*Provided data*
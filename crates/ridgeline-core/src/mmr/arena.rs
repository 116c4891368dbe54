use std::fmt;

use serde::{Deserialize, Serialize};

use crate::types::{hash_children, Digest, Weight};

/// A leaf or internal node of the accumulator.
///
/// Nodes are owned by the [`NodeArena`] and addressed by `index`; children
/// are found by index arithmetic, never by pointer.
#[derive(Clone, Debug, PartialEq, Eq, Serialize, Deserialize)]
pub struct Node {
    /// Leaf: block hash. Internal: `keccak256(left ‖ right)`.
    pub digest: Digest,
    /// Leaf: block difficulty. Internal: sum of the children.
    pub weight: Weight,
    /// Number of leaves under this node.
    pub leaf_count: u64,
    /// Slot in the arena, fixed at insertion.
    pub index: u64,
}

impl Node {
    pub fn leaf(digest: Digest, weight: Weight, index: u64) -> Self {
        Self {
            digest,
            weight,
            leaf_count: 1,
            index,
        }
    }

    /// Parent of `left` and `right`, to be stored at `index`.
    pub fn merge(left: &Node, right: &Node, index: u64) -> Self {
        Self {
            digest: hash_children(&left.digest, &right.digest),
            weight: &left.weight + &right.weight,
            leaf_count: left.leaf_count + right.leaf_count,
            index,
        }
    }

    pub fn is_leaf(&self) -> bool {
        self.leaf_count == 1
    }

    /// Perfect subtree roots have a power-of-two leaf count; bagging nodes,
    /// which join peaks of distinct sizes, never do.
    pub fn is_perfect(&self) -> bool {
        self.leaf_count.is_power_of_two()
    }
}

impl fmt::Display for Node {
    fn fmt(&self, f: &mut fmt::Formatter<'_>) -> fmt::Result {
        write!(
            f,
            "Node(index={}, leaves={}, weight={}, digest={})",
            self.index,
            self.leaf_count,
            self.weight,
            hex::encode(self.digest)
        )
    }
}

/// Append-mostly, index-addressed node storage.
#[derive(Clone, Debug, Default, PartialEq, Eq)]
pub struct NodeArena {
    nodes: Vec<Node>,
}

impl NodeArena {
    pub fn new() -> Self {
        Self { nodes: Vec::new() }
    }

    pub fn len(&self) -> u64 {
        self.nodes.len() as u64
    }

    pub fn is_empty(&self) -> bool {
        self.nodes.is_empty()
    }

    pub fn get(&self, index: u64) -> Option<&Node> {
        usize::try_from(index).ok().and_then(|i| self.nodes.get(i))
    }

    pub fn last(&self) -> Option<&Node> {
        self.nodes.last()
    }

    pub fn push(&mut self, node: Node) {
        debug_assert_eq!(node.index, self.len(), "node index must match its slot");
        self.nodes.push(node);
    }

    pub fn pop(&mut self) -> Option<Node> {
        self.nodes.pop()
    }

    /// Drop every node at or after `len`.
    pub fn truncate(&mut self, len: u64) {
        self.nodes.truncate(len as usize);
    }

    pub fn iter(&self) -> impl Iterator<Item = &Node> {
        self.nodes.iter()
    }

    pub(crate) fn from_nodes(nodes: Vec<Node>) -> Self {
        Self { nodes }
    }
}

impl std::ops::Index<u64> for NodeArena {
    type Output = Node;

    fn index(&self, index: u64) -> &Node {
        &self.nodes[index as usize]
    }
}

*Task description*
Output the line containing "self.nodes.iter()" and all lines after it to the end of the records, exactly as given.

*Exercise answer*
        self.nodes.iter()
    }

    pub(crate) fn from_nodes(nodes: Vec<Node>) -> Self {
        Self { nodes }
    }
}

impl std::ops::Index<u64> for NodeArena {
    type Output = Node;

    fn index(&self, index: u64) -> &Node {
        &self.nodes[index as usize]
    }
}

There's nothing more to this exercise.